20 years of inspiring social action
Areyvut celebrates a milestone of family-based chesed
When Jessica Baer was a 12-year-old student at Fair Lawn’s Thomas Jefferson Middle School, around 2010, her father, Michael Baer, saw an ad in the Jewish Standard for an Areyvut mitzvah clown training program.
He was intrigued and asked Jessica if she was interested in the program. “I’ll do it if you do it,” she replied.
So the father and daughter completed the training program and started visiting nursing homes, hospitals, and schools for children with special needs and putting their new skills to use.
Mr.
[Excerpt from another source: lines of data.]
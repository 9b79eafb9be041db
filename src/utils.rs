use crossterm::event::{KeyCode, KeyModifiers};
use directories::{BaseDirs, ProjectDirs};
use std::path::PathBuf;

/// Profile mode for the application (dev or prod)
#[derive(Debug, Clone, Copy, PartialEq, Eq)]
pub enum Profile {
    Dev,
    Prod,
}

impl Profile {
    pub fn app_name(self) -> &'static str {
        match self {
            Profile::Dev => "tdl-dev",
            Profile::Prod => "tdl",
        }
    }
}

/// Get the configuration directory path for tdl
/// If profile is Dev, uses "tdl-dev" instead of "tdl"
pub fn get_config_dir(profile: Profile) -> Option<PathBuf> {
    ProjectDirs::from("com", "tdl", profile.app_name())
        .map(|dirs| dirs.config_dir().to_path_buf())
}

/// Get the data directory path for tdl
/// If profile is Dev, uses "tdl-dev" instead of "tdl"
pub fn get_data_dir(profile: Profile) -> Option<PathBuf> {
    ProjectDirs::from("com", "tdl", profile.app_name())
        .map(|dirs| dirs.data_dir().to_path_buf())
}

/// Expand `~` in a path string to the user's home directory
pub fn expand_path(path: &str) -> PathBuf {
    if let Some(rest) = path.strip_prefix("~/") {
        if let Some(home) = BaseDirs::new().map(|d| d.home_dir().to_path_buf()) {
            return home.join(rest);
        }
    }
    PathBuf::from(path)
}

/// Parse a date string in ISO 8601 format (YYYY-MM-DD)
pub fn parse_date(date_str: &str) -> Result<chrono::NaiveDate, chrono::ParseError> {
    chrono::NaiveDate::parse_from_str(date_str, "%Y-%m-%d")
}

/// Get the current date as an ISO 8601 string (YYYY-MM-DD)
pub fn get_current_date_string() -> String {
    chrono::Local::now().format("%Y-%m-%d").to_string()
}

/// Trimmed todo name, rejected when blank
pub fn validate_name(name: &str) -> Result<String, String> {
    let name = name.trim();
    if name.is_empty() {
        return Err("Name is required".to_string());
    }
    Ok(name.to_string())
}

/// Trimmed todo date, which must be YYYY-MM-DD
pub fn validate_date(date: &str) -> Result<String, String> {
    let date = date.trim();
    if date.is_empty() {
        return Err("Date is required".to_string());
    }
    if parse_date(date).is_err() {
        return Err("Date must be in YYYY-MM-DD format".to_string());
    }
    Ok(date.to_string())
}

/// Check the name/date pair entered by a user before it reaches the store.
/// Returns the trimmed values.
pub fn validate_todo_input(name: &str, date: &str) -> Result<(String, String), String> {
    Ok((validate_name(name)?, validate_date(date)?))
}

/// Parsed key binding information
#[derive(Debug, Clone, PartialEq, Eq)]
pub struct ParsedKeyBinding {
    pub key_code: KeyCode,
    pub requires_ctrl: bool,
}

/// Check if a key event has the primary modifier (Ctrl on Windows/Linux, Option/Alt on macOS)
pub fn has_primary_modifier(modifiers: KeyModifiers) -> bool {
    #[cfg(target_os = "macos")]
    {
        modifiers.contains(KeyModifiers::CONTROL) || modifiers.contains(KeyModifiers::ALT)
    }

    #[cfg(not(target_os = "macos"))]
    {
        modifiers.contains(KeyModifiers::CONTROL)
    }
}

/// Format a key binding string for display, showing the platform-appropriate modifier
/// On macOS, "Ctrl+" is replaced with "Opt+"
pub fn format_key_binding_for_display(key_binding: &str) -> String {
    #[cfg(target_os = "macos")]
    {
        key_binding.replace("Ctrl+", "Opt+")
    }

    #[cfg(not(target_os = "macos"))]
    {
        key_binding.to_string()
    }
}

/// Parse a key binding string from config into a ParsedKeyBinding
/// Supports: single keys ("q", "n", "j", "k"), special keys ("Enter", "Space", "F1"),
/// and modifiers ("Ctrl+s")
pub fn parse_key_binding(key_str: &str) -> Result<ParsedKeyBinding, String> {
    let key_str = key_str.trim();

    if let Some(key_part) = key_str.strip_prefix("Ctrl+") {
        let key_code = parse_key_code(key_part)?;
        return Ok(ParsedKeyBinding {
            key_code,
            requires_ctrl: true,
        });
    }

    let key_code = parse_key_code(key_str)?;
    Ok(ParsedKeyBinding {
        key_code,
        requires_ctrl: false,
    })
}

/// Parse a key code from a string (without modifiers)
fn parse_key_code(key_str: &str) -> Result<KeyCode, String> {
    match key_str {
        "Enter" => Ok(KeyCode::Enter),
        "Esc" | "Escape" => Ok(KeyCode::Esc),
        "Backspace" => Ok(KeyCode::Backspace),
        "Tab" => Ok(KeyCode::Tab),
        "Space" | " " => Ok(KeyCode::Char(' ')),
        "Left" => Ok(KeyCode::Left),
        "Right" => Ok(KeyCode::Right),
        "Up" => Ok(KeyCode::Up),
        "Down" => Ok(KeyCode::Down),
        "Home" => Ok(KeyCode::Home),
        "End" => Ok(KeyCode::End),
        "PageUp" => Ok(KeyCode::PageUp),
        "PageDown" => Ok(KeyCode::PageDown),
        "Delete" => Ok(KeyCode::Delete),
        "Insert" => Ok(KeyCode::Insert),
        _ => {
            if let Some(n) = key_str.strip_prefix('F').and_then(|n| n.parse::<u8>().ok()) {
                if (1..=12).contains(&n) {
                    return Ok(KeyCode::F(n));
                }
            }
            let mut chars = key_str.chars();
            match (chars.next(), chars.next()) {
                (Some(c), None) => Ok(KeyCode::Char(c)),
                _ => Err(format!("Unknown key binding: {}", key_str)),
            }
        }
    }
}

#[cfg(test)]
mod tests {
    use super::*;

    #[test]
    fn parses_plain_special_and_modified_keys() {
        assert_eq!(
            parse_key_binding("q").unwrap(),
            ParsedKeyBinding { key_code: KeyCode::Char('q'), requires_ctrl: false }
        );
        assert_eq!(parse_key_binding("Space").unwrap().key_code, KeyCode::Char(' '));
        assert_eq!(parse_key_binding("F1").unwrap().key_code, KeyCode::F(1));
        let save = parse_key_binding("Ctrl+s").unwrap();
        assert!(save.requires_ctrl);
        assert_eq!(save.key_code, KeyCode::Char('s'));
    }

    #[test]
    fn rejects_unknown_keys() {
        assert!(parse_key_binding("Hyper").is_err());
        assert!(parse_key_binding("F13").is_err());
        assert!(parse_key_binding("").is_err());
    }

    #[test]
    fn validates_todo_input() {
        assert_eq!(
            validate_todo_input("  Buy milk ", "2024-01-01").unwrap(),
            ("Buy milk".to_string(), "2024-01-01".to_string())
        );
        assert_eq!(validate_todo_input("   ", "2024-01-01").unwrap_err(), "Name is required");
        assert_eq!(validate_todo_input("Buy milk", "").unwrap_err(), "Date is required");
        assert!(validate_todo_input("Buy milk", "01/02/2024").is_err());
    }

    #[test]
    fn name_and_date_validate_separately() {
        assert_eq!(validate_name(" Walk dog ").unwrap(), "Walk dog");
        assert_eq!(validate_date(" 2024-02-29 ").unwrap(), "2024-02-29");
        assert_eq!(validate_date("2023-02-29").unwrap_err(), "Date must be in YYYY-MM-DD format");
    }

    #[test]
    fn current_date_is_iso() {
        assert!(parse_date(&get_current_date_string()).is_ok());
    }
}
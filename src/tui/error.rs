use thiserror::Error;

#[derive(Debug, Error)]
pub enum TuiError {
    #[error("Terminal error: {0}")]
    Terminal(#[from] std::io::Error),

    #[error("Invalid key binding in config: {0}")]
    KeyBinding(String),

    #[error(
        "Terminal size too small. Current: {width}x{height}, Minimum required: {min_width}x{min_height}. Please resize your terminal window."
    )]
    TooSmall {
        width: u16,
        height: u16,
        min_width: u16,
        min_height: u16,
    },
}
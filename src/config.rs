use serde::{Deserialize, Serialize};
use std::collections::HashMap;
use std::fs;
use std::path::{Path, PathBuf};
use thiserror::Error;

use crate::store::DEFAULT_STORAGE_KEY;
use crate::utils;

/// Current configuration version
pub const CURRENT_CONFIG_VERSION: u32 = 1;

#[derive(Debug, Clone, Serialize, Deserialize)]
pub struct Config {
    /// Empty means the profile's data directory
    #[serde(default)]
    pub storage_path: String,
    #[serde(default = "default_storage_key")]
    pub storage_key: String,
    #[serde(default)]
    pub log_level: Option<String>,
    #[serde(default)]
    pub key_bindings: KeyBindings,
    #[serde(default = "default_current_theme")]
    pub current_theme: String,
    #[serde(default)]
    pub themes: HashMap<String, Theme>,
    #[serde(default = "default_config_version")]
    pub config_version: Option<u32>,
}

/// Key names as written in the config file, e.g. "q", "Space", "F1", "Ctrl+s".
/// Bindings left out of the file keep their default.
#[derive(Debug, Clone, Serialize, Deserialize)]
#[serde(default)]
pub struct KeyBindings {
    pub quit: String,
    pub new: String,
    pub edit: String,
    pub save: String,
    pub delete: String,
    pub toggle_checked: String,
    pub list_up: String,
    pub list_down: String,
    pub next_field: String,
    pub help: String,
}

/// Colors as names, "#RRGGBB" or "rgb(r, g, b)".
/// An empty `highlight_fg` is derived from `highlight_bg`.
#[derive(Debug, Clone, PartialEq, Serialize, Deserialize)]
#[serde(default)]
pub struct Theme {
    pub fg: String,
    pub bg: String,
    pub highlight_bg: String,
    pub highlight_fg: String,
    pub checked_fg: String,
}

impl Default for Config {
    fn default() -> Self {
        Self {
            storage_path: String::new(),
            storage_key: default_storage_key(),
            log_level: None,
            key_bindings: KeyBindings::default(),
            current_theme: default_current_theme(),
            themes: HashMap::new(),
            config_version: Some(CURRENT_CONFIG_VERSION),
        }
    }
}

impl Default for KeyBindings {
    fn default() -> Self {
        let key = |name: &str| name.to_string();
        Self {
            quit: key("q"),
            new: key("n"),
            edit: key("e"),
            save: key("Ctrl+s"),
            delete: key("d"),
            toggle_checked: key("Space"),
            list_up: key("k"),
            list_down: key("j"),
            next_field: key("Tab"),
            help: key("F1"),
        }
    }
}

impl Default for Theme {
    fn default() -> Self {
        Theme::preset("white", "black", "blue", "white", "darkgray")
    }
}

impl Theme {
    fn preset(fg: &str, bg: &str, highlight_bg: &str, highlight_fg: &str, checked_fg: &str) -> Self {
        Self {
            fg: fg.to_string(),
            bg: bg.to_string(),
            highlight_bg: highlight_bg.to_string(),
            highlight_fg: highlight_fg.to_string(),
            checked_fg: checked_fg.to_string(),
        }
    }

    /// Built-in themes, selectable by name without a `[themes]` entry
    pub fn get_preset_themes() -> HashMap<String, Theme> {
        [
            ("default", Theme::default()),
            ("dark", Theme::preset("white", "black", "cyan", "black", "gray")),
            ("light", Theme::preset("black", "white", "blue", "white", "gray")),
            ("green", Theme::preset("green", "black", "yellow", "black", "darkgray")),
            ("monochrome", Theme::preset("white", "black", "white", "black", "gray")),
        ]
        .into_iter()
        .map(|(name, theme)| (name.to_string(), theme))
        .collect()
    }
}

fn default_storage_key() -> String {
    DEFAULT_STORAGE_KEY.to_string()
}

fn default_current_theme() -> String {
    "default".to_string()
}

fn default_config_version() -> Option<u32> {
    Some(CURRENT_CONFIG_VERSION)
}

#[derive(Debug, Error)]
pub enum ConfigError {
    #[error("Failed to read config directory: {0}")]
    ConfigDirError(String),
    #[error("Failed to read config file: {0}")]
    ReadError(String),
    #[error("Failed to parse TOML: {0}")]
    ParseError(#[from] toml::de::Error),
    #[error("Failed to write config file: {0}")]
    WriteError(String),
}

impl Config {
    /// Load configuration from the profile's config file, or create default if missing
    pub fn load_with_profile(profile: utils::Profile) -> Result<Self, ConfigError> {
        let config_path = Self::get_config_path(profile)?;
        Self::load_from_path(&config_path, profile)
    }

    /// Load configuration from an explicit path, or create default there if missing.
    /// The storage path follows the profile unless the file sets one.
    pub fn load_from_path(config_path: &Path, profile: utils::Profile) -> Result<Self, ConfigError> {
        if config_path.exists() {
            let contents = fs::read_to_string(config_path)
                .map_err(|e| ConfigError::ReadError(e.to_string()))?;
            let mut config: Config = toml::from_str(&contents)?;
            if config.storage_path.trim().is_empty() {
                config.storage_path = Self::default_storage_path_for_profile(profile);
            }
            log::debug!("event=config_load module=config status=ok path={}", config_path.display());
            Ok(config)
        } else {
            let mut config = Config::default();
            config.storage_path = Self::default_storage_path_for_profile(profile);
            config.save_to_path(config_path)?;
            log::info!("event=config_create module=config status=ok path={}", config_path.display());
            Ok(config)
        }
    }

    /// Save configuration to the given file
    pub fn save_to_path(&mut self, config_path: &Path) -> Result<(), ConfigError> {
        self.config_version = Some(CURRENT_CONFIG_VERSION);

        if let Some(parent) = config_path.parent() {
            fs::create_dir_all(parent)
                .map_err(|e| ConfigError::WriteError(e.to_string()))?;
        }

        let toml_string = toml::to_string_pretty(self)
            .map_err(|e| ConfigError::WriteError(format!("Failed to serialize config: {}", e)))?;

        fs::write(config_path, toml_string)
            .map_err(|e| ConfigError::WriteError(e.to_string()))?;

        Ok(())
    }

    /// Get the path to the config file
    pub fn get_config_path(profile: utils::Profile) -> Result<PathBuf, ConfigError> {
        let config_dir = utils::get_config_dir(profile)
            .ok_or_else(|| ConfigError::ConfigDirError("Could not determine config directory".to_string()))?;
        Ok(config_dir.join("config.toml"))
    }

    /// Get default storage path for a specific profile
    fn default_storage_path_for_profile(profile: utils::Profile) -> String {
        if let Some(data_dir) = utils::get_data_dir(profile) {
            data_dir.join("storage.db").to_string_lossy().to_string()
        } else {
            format!("~/.local/share/{}/storage.db", profile.app_name())
        }
    }

    /// Get the expanded storage path (with ~ expansion)
    pub fn get_storage_path(&self) -> PathBuf {
        if self.storage_path.trim().is_empty() {
            return utils::expand_path(&Self::default_storage_path_for_profile(utils::Profile::Prod));
        }
        utils::expand_path(&self.storage_path)
    }

    /// Log level from config, or the build-mode default
    pub fn effective_log_level(&self) -> &str {
        match self.log_level.as_deref() {
            Some(level) if !level.trim().is_empty() => level,
            _ if cfg!(debug_assertions) => "debug",
            _ => "info",
        }
    }

    /// Get the currently active theme
    /// If highlight_fg is not set (empty string), it will be calculated from highlight_bg
    pub fn get_active_theme(&self) -> Theme {
        use crate::tui::widgets::color::{format_color_for_display, get_contrast_text_color, parse_color};

        let mut theme = if let Some(theme) = self.themes.get(&self.current_theme) {
            theme.clone()
        } else if let Some(theme) = Theme::get_preset_themes().get(&self.current_theme) {
            theme.clone()
        } else {
            Theme::get_preset_themes()
                .get("default")
                .cloned()
                .unwrap_or_default()
        };

        if theme.highlight_fg.is_empty() {
            let highlight_bg_color = parse_color(&theme.highlight_bg);
            let calculated_fg = get_contrast_text_color(highlight_bg_color);
            theme.highlight_fg = format_color_for_display(&calculated_fg);
        }

        theme
    }
}

#[cfg(test)]
mod tests {
    use super::*;
    use crate::utils::Profile;

    #[test]
    fn missing_fields_take_defaults() {
        let config: Config = toml::from_str("current_theme = \"dark\"\n[key_bindings]\nquit = \"x\"\n").unwrap();
        assert_eq!(config.current_theme, "dark");
        assert_eq!(config.key_bindings.quit, "x");
        assert_eq!(config.key_bindings.new, "n");
        assert_eq!(config.storage_key, "todos");
        assert_eq!(config.config_version, Some(CURRENT_CONFIG_VERSION));
    }

    #[test]
    fn load_creates_file_then_reads_it_back() {
        let dir = tempfile::tempdir().unwrap();
        let path = dir.path().join("nested").join("config.toml");

        let mut created = Config::load_from_path(&path, Profile::Dev).unwrap();
        assert!(path.exists());

        created.storage_key = "work".to_string();
        created.current_theme = "green".to_string();
        created.save_to_path(&path).unwrap();

        let loaded = Config::load_from_path(&path, Profile::Dev).unwrap();
        assert_eq!(loaded.storage_key, "work");
        assert_eq!(loaded.current_theme, "green");
        assert_eq!(loaded.storage_path, created.storage_path);
    }

    #[test]
    fn unknown_current_theme_falls_back_to_default() {
        let mut config = Config::default();
        config.current_theme = "neon".to_string();
        assert_eq!(config.get_active_theme(), Theme::get_preset_themes()["default"]);
    }

    #[test]
    fn user_theme_shadows_preset_of_same_name() {
        let mut config = Config::default();
        let mut theme = Theme::default();
        theme.fg = "yellow".to_string();
        config.themes.insert("dark".to_string(), theme);
        config.current_theme = "dark".to_string();
        assert_eq!(config.get_active_theme().fg, "yellow");
    }

    #[test]
    fn empty_highlight_fg_is_derived() {
        let mut config = Config::default();
        let mut theme = Theme::default();
        theme.highlight_fg = String::new();
        theme.highlight_bg = "black".to_string();
        config.themes.insert("custom".to_string(), theme);
        config.current_theme = "custom".to_string();
        assert_eq!(config.get_active_theme().highlight_fg, "white");
    }
}
use crossterm::event::{self, Event, KeyCode, KeyEvent, KeyEventKind, KeyModifiers};
use crossterm::execute;
use crossterm::terminal::{
    disable_raw_mode, enable_raw_mode, size as terminal_size, EnterAlternateScreen,
    LeaveAlternateScreen,
};
use ratatui::backend::CrosstermBackend;
use ratatui::layout::Rect;
use ratatui::Terminal;
use std::io;

use crate::storage::KeyValueStore;
use crate::store::StoreError;
use crate::tui::app::{FormField, Mode};
use crate::tui::error::TuiError;
use crate::tui::layout::Layout;
use crate::tui::App;
use crate::utils::{parse_key_binding, ParsedKeyBinding};

/// Restores the terminal when dropped, including on panic.
/// A terminal left in raw mode or the alternate screen is unusable.
struct TerminalGuard {
    raw_mode_enabled: bool,
    alternate_screen_enabled: bool,
}

impl TerminalGuard {
    fn new() -> Result<Self, TuiError> {
        enable_raw_mode()?;
        let mut stdout = io::stdout();
        execute!(stdout, EnterAlternateScreen)?;

        Ok(Self {
            raw_mode_enabled: true,
            alternate_screen_enabled: true,
        })
    }

    /// Restore on normal exit; the drop afterwards does nothing
    fn restore(&mut self) -> Result<(), TuiError> {
        if self.raw_mode_enabled {
            disable_raw_mode()?;
            self.raw_mode_enabled = false;
        }
        if self.alternate_screen_enabled {
            execute!(io::stdout(), LeaveAlternateScreen)?;
            self.alternate_screen_enabled = false;
        }
        Ok(())
    }
}

impl Drop for TerminalGuard {
    fn drop(&mut self) {
        // Already cleaning up, errors have nowhere to go
        if self.raw_mode_enabled {
            let _ = disable_raw_mode();
        }
        if self.alternate_screen_enabled {
            let _ = execute!(io::stdout(), LeaveAlternateScreen);
        }
    }
}

pub fn run_event_loop<S: KeyValueStore>(mut app: App<S>) -> Result<(), TuiError> {
    // Checked before the alternate screen so the message lands in the normal terminal
    let (width, height) = terminal_size()?;
    let min_width_with_border = Layout::MIN_WIDTH + 2;
    let min_height_with_border = Layout::MIN_HEIGHT + 2;

    if width < min_width_with_border || height < min_height_with_border {
        return Err(TuiError::TooSmall {
            width,
            height,
            min_width: min_width_with_border,
            min_height: min_height_with_border,
        });
    }

    let mut guard = TerminalGuard::new()?;

    let backend = CrosstermBackend::new(io::stdout());
    let mut terminal = Terminal::new(backend)?;
    log::info!("event=tui_start module=tui todos={}", app.store.todos().len());

    loop {
        app.check_status_message_timeout();

        let terminal_size = terminal.size()?;
        let terminal_rect = Rect::new(0, 0, terminal_size.width, terminal_size.height);
        terminal.draw(|f| {
            let layout = Layout::calculate(terminal_rect, app.ui.mode == Mode::Form);
            crate::tui::render::render(f, &mut app, &layout);
        })?;

        if event::poll(std::time::Duration::from_millis(16))? {
            // Only Press events; Windows also reports releases
            if let Event::Key(key_event) = event::read()? {
                if key_event.kind == KeyEventKind::Press && handle_key_event(&mut app, key_event)? {
                    break;
                }
            }
        }
    }

    guard.restore()?;
    log::info!("event=tui_stop module=tui");

    Ok(())
}

/// Returns `Ok(true)` when the user asked to quit
pub fn handle_key_event<S: KeyValueStore>(app: &mut App<S>, key_event: KeyEvent) -> Result<bool, TuiError> {
    if app.modals.delete_confirmation.is_some() {
        return handle_delete_confirmation_modal(app, key_event);
    }

    match app.ui.mode {
        Mode::Form => handle_form_mode(app, key_event),
        Mode::Help => handle_help_mode(app, key_event),
        Mode::View => handle_view_mode(app, key_event),
    }
}

/// Store failures keep the in-memory list; the user sees them in the status bar
fn report<S: KeyValueStore>(app: &mut App<S>, result: Result<(), StoreError>) {
    if let Err(e) = result {
        log::error!("event=save_failed module=tui error={}", e);
        app.set_status_message(format!("Failed to save todos: {}", e));
    }
}

fn handle_delete_confirmation_modal<S: KeyValueStore>(
    app: &mut App<S>,
    key_event: KeyEvent,
) -> Result<bool, TuiError> {
    match key_event.code {
        KeyCode::Up | KeyCode::Down | KeyCode::Tab | KeyCode::BackTab | KeyCode::Left | KeyCode::Right => {
            app.toggle_delete_choice();
        }
        KeyCode::Enter => {
            let result = app.confirm_delete();
            report(app, result);
        }
        KeyCode::Esc => app.cancel_delete(),
        KeyCode::Char('y') => {
            app.modals.delete_choice = crate::tui::app::DeleteChoice::Delete;
            let result = app.confirm_delete();
            report(app, result);
        }
        KeyCode::Char('n') => app.cancel_delete(),
        _ => {}
    }
    Ok(false)
}

fn handle_help_mode<S: KeyValueStore>(app: &mut App<S>, key_event: KeyEvent) -> Result<bool, TuiError> {
    if key_event.code == KeyCode::Esc || matches_key_event(key_event, &binding(&app.config.key_bindings.help)?) {
        app.exit_help_mode();
    }
    // Everything else is ignored while help is open
    Ok(false)
}

fn handle_form_mode<S: KeyValueStore>(app: &mut App<S>, key_event: KeyEvent) -> Result<bool, TuiError> {
    let keys = &app.config.key_bindings;
    let save_binding = binding(&keys.save)?;
    let next_field_binding = binding(&keys.next_field)?;

    if matches_key_event(key_event, &save_binding) {
        let result = app.save_form();
        report(app, result);
        return Ok(false);
    }

    if matches_key_event(key_event, &next_field_binding) {
        app.navigate_form_field(true);
        return Ok(false);
    }

    let Some(current_field) = app.form.as_ref().map(|form| form.current_field) else {
        app.exit_form_mode();
        return Ok(false);
    };

    match key_event.code {
        KeyCode::Esc => app.exit_form_mode(),
        KeyCode::BackTab => app.navigate_form_field(false),
        KeyCode::Tab => app.navigate_form_field(true),
        KeyCode::Enter => {
            let is_last = app
                .form
                .as_ref()
                .and_then(|form| form.fields().last().copied())
                .is_some_and(|last| last == current_field);
            if is_last {
                let result = app.save_form();
                report(app, result);
            } else {
                app.navigate_form_field(true);
            }
        }
        KeyCode::Up => app.navigate_form_field(false),
        KeyCode::Down => app.navigate_form_field(true),
        KeyCode::Char(' ') if current_field == FormField::Checked => app.toggle_form_checked(),
        _ => {
            if let Some(editor) = app.form.as_mut().and_then(|form| form.current_editor()) {
                let word = crate::utils::has_primary_modifier(key_event.modifiers);
                match key_event.code {
                    KeyCode::Char(c)
                        if !key_event.modifiers.contains(KeyModifiers::CONTROL) =>
                    {
                        editor.insert_char(c);
                    }
                    KeyCode::Backspace => editor.delete_char(),
                    KeyCode::Delete => editor.delete_char_forward(),
                    KeyCode::Left if word => editor.move_cursor_word_left(),
                    KeyCode::Right if word => editor.move_cursor_word_right(),
                    KeyCode::Left => editor.move_cursor_left(),
                    KeyCode::Right => editor.move_cursor_right(),
                    KeyCode::Home => editor.move_cursor_home(),
                    KeyCode::End => editor.move_cursor_end(),
                    _ => {}
                }
            }
        }
    }

    Ok(false)
}

fn handle_view_mode<S: KeyValueStore>(app: &mut App<S>, key_event: KeyEvent) -> Result<bool, TuiError> {
    let keys = &app.config.key_bindings;
    let quit = binding(&keys.quit)?;
    let help = binding(&keys.help)?;
    let new = binding(&keys.new)?;
    let edit = binding(&keys.edit)?;
    let delete = binding(&keys.delete)?;
    let toggle_checked = binding(&keys.toggle_checked)?;
    let list_up = binding(&keys.list_up)?;
    let list_down = binding(&keys.list_down)?;

    if matches_key_event(key_event, &quit) {
        return Ok(true);
    }

    if matches_key_event(key_event, &help) {
        app.enter_help_mode();
    } else if matches_key_event(key_event, &new) {
        app.enter_create_mode();
    } else if matches_key_event(key_event, &edit) || key_event.code == KeyCode::Enter {
        app.enter_edit_mode();
    } else if matches_key_event(key_event, &delete) || key_event.code == KeyCode::Delete {
        app.request_delete();
    } else if matches_key_event(key_event, &toggle_checked) {
        let result = app.toggle_selected();
        report(app, result);
    } else if matches_key_event(key_event, &list_up) || key_event.code == KeyCode::Up {
        app.move_selection_up();
    } else if matches_key_event(key_event, &list_down) || key_event.code == KeyCode::Down {
        app.move_selection_down();
    } else if key_event.code == KeyCode::Home {
        app.move_selection_to(0);
    } else if key_event.code == KeyCode::End {
        app.move_selection_to(usize::MAX);
    } else if key_event.code == KeyCode::Esc {
        app.clear_status_message();
    }

    Ok(false)
}

fn binding(key: &str) -> Result<ParsedKeyBinding, TuiError> {
    parse_key_binding(key).map_err(TuiError::KeyBinding)
}

fn matches_key_event(key_event: KeyEvent, binding: &ParsedKeyBinding) -> bool {
    // Ctrl on Windows/Linux, Option/Alt on macOS
    let has_primary_mod = crate::utils::has_primary_modifier(key_event.modifiers);
    if binding.requires_ctrl != has_primary_mod {
        return false;
    }
    binding.key_code == key_event.code
}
Baer thought that the program did wonders for Jessica. “She was a quiet, more reserved person,” he said. “And I just saw what mitzvah clowning did for her. She would take on this whole different persona of a mitzvah — it was just unbelievable.”
Looking back, Ms. Baer recognizes the impact the program had on her. “My once quiet self became outgoing, performing for residents of nursing homes and hospital patients,” she said. But it was the program’s impact on nursing home residents that she enjoyed most. “Nursing homes can be dull and quiet places,” she said. “But when a group of clowns comes in, it’s hard not to smile. Although a balloon might be a small piece of rubber, it can transform into a funny hat, a dog, or whatever you want it to be. Mitzvah clowns become a ray of light in the residents’ days and remind them that people care about them.”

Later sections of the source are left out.